È ottimista? Pensa che l’articolo sarà rivisto?
Io spero che la Commissione europea usi la sua influenza per far capire che questa è una grave infrazione alla Legge europea. L’articolo 2 della Direttiva, infatti, dice che non si devono creare ulteriori restrizioni alla legge esistente, fatta per armonizzare la sperimentazione animale. Il principio è che ci siano regole uguali in tutti i paesi, in modo da avere un’uniformità e non privilegiarne alcuni che hanno regole più facili rispetto altri che hanno regole più difficili. Poi spero nel buon senso nei ministri della salute e della ricerca che sono quelli da cui dipenderà come questa legge verrà applicata o non applicata.

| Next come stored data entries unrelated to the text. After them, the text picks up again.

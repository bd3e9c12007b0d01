use std::collections::HashMap;
use std::sync::Arc;
use tokio::sync::RwLock;
use tracing::debug;
use async_trait::async_trait;

use caseflow_core::{Case, CaseId, CaseRepository, CoreError, Event, ProcessName};

/// In-memory implementation of the CaseRepository
#[derive(Clone, Default)]
pub struct InMemoryCaseRepository {
    cases: Arc<RwLock<HashMap<String, Case>>>,
}

impl InMemoryCaseRepository {
    /// Create an empty repository
    pub fn new() -> Self {
        Self::default()
    }

    /// Create a repository over shared storage
    pub fn with_storage(cases: Arc<RwLock<HashMap<String, Case>>>) -> Self {
        Self { cases }
    }

    /// All cases of a process, oldest first
    pub async fn list_for_process(&self, process: &ProcessName) -> Vec<Case> {
        let cases = self.cases.read().await;
        let mut result: Vec<Case> = cases
            .values()
            .filter(|case| &case.process == process)
            .cloned()
            .collect();
        result.sort_by_key(|case| case.created_at);
        result
    }

    /// Number of stored cases
    pub async fn len(&self) -> usize {
        self.cases.read().await.len()
    }

    /// Whether the repository is empty
    pub async fn is_empty(&self) -> bool {
        self.cases.read().await.is_empty()
    }
}

#[async_trait]
impl CaseRepository for InMemoryCaseRepository {
    async fn for_event(&self, event: &Event) -> Result<Vec<Case>, CoreError> {
        let cases = self.cases.read().await;
        let mut matching: Vec<Case> = cases
            .values()
            .filter(|case| case.matches(&event.target))
            .cloned()
            .collect();
        matching.sort_by_key(|case| case.created_at);

        debug!(
            event = %event.name,
            target = %event.target,
            matches = matching.len(),
            "Resolved cases for event"
        );
        Ok(matching)
    }

    async fn find_by_id(&self, id: &CaseId) -> Result<Option<Case>, CoreError> {
        let cases = self.cases.read().await;
        Ok(cases.get(id.as_str()).cloned())
    }

    async fn save(&self, case: &Case) -> Result<(), CoreError> {
        let mut cases = self.cases.write().await;
        cases.insert(case.id.0.clone(), case.clone());
        Ok(())
    }
}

Il 19 settembre a Roma si terrà una manifestazione organizzata da Pro-test, un’associazione di ricercatori nata da poco per diffondere una corretta informazione scientifica. Cosa ne pensa?Penso che sia utile. I ricercatori italiani sono sempre stati molto assenti, hanno sempre pensato che i problemi si sarebbero risolti da soli e le associazioni scientifiche non hanno mai preso una posizione chiara. Spesso anche per non perdere popolarità o per motivi economici (per non perdere il 5 per mille per esempio). Io credo che sia giunto il momento di sostenere questi movimenti che cercano di fare capire al pubblico quali sono le ragioni per cui la ricerca è necessaria. I ricercatori italiani non hanno saputo presentare il loro caso, non hanno saputo, tutte le volte in cui hanno ottenuto dei risultati, sottolineare che erano stati ottenuti anche grazie alla sperimentazione animale, hanno preferito evitare di parlare di questi problemi per evitare l’impopolarità. Credo invece che sia molto importante spiegare quello che facciamo e se lo spieghiamo in modo chiaro credo che alla fine la gente sia d’accordo sul fatto che non ci stiamo divertendo ma stiamo lavorando nell’interesse pubblico.